## Problem to work on
All of the data that follows needs to be printed again, exactly as it reads.

## Stored records
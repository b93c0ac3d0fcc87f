//! View models for the chart grid and the sidebar.

use hc_data::projection::project;
use hc_data::styling::{chart_spec, ChartSpec};
use hc_survey::catalog::{Catalog, ChartType};
use hc_survey::stats::SubdistrictRow;
use hc_survey::subdistrict::SubdistrictId;
use hc_survey::year::SurveyYear;

/// One chart of the grid, ready to hand to the chart library.
#[derive(Debug, Clone, PartialEq)]
pub struct ChartCard {
    pub container_id: String,
    pub title: &'static str,
    pub chart_type: ChartType,
    /// Sum of the category's counts in the selected row.
    pub total: u64,
    pub spec: ChartSpec,
}

/// Project every category of `catalog` out of `row`, in catalog order.
pub fn chart_grid(year: SurveyYear, catalog: &Catalog, row: &SubdistrictRow) -> Vec<ChartCard> {
    catalog
        .categories()
        .iter()
        .enumerate()
        .map(|(index, category)| {
            let data = project(category, row);
            ChartCard {
                container_id: year.chart_container_id(index),
                title: category.name,
                chart_type: category.chart_type,
                total: data.total(),
                spec: chart_spec(category, &data),
            }
        })
        .collect()
}

/// A selectable sidebar line.
#[derive(Debug, Clone, PartialEq)]
pub struct SidebarEntry {
    pub id: SubdistrictId,
    pub label: String,
    pub active: bool,
}

pub fn sidebar_entries(ids: &[SubdistrictId], selected: &SubdistrictId) -> Vec<SidebarEntry> {
    ids.iter()
        .map(|id| SidebarEntry {
            id: id.clone(),
            label: id.display_name(),
            active: id == selected,
        })
        .collect()
}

## Written answer
repository b93c0ac3d0fcc87f
//! View models for the chart grid and the sidebar.

use hc_data::projection::project;
use hc_data::styling::{chart_spec, ChartSpec};
use hc_survey::catalog::{Catalog, ChartType};
use hc_survey::stats::SubdistrictRow;
use hc_survey::subdistrict::SubdistrictId;
use hc_survey::year::SurveyYear;

/// One chart of the grid, ready to hand to the chart library.
#[derive(Debug, Clone, PartialEq)]
pub struct ChartCard {
    pub container_id: String,
    pub title: &'static str,
    pub chart_type: ChartType,
    /// Sum of the category's counts in the selected row.
    pub total: u64,
    pub spec: ChartSpec,
}

/// Project every category of `catalog` out of `row`, in catalog order.
pub fn chart_grid(year: SurveyYear, catalog: &Catalog, row: &SubdistrictRow) -> Vec<ChartCard> {
    catalog
        .categories()
        .iter()
        .enumerate()
        .map(|(index, category)| {
            let data = project(category, row);
            ChartCard {
                container_id: year.chart_container_id(index),
                title: category.name,
                chart_type: category.chart_type,
                total: data.total(),
                spec: chart_spec(category, &data),
            }
        })
        .collect()
}

/// A selectable sidebar line.
#[derive(Debug, Clone, PartialEq)]
pub struct SidebarEntry {
    pub id: SubdistrictId,
    pub label: String,
    pub active: bool,
}

pub fn sidebar_entries(ids: &[SubdistrictId], selected: &SubdistrictId) -> Vec<SidebarEntry> {
    ids.iter()
        .map(|id| SidebarEntry {
            id: id.clone(),
            label: id.display_name(),
            active: id == selected,
        })
        .collect()
}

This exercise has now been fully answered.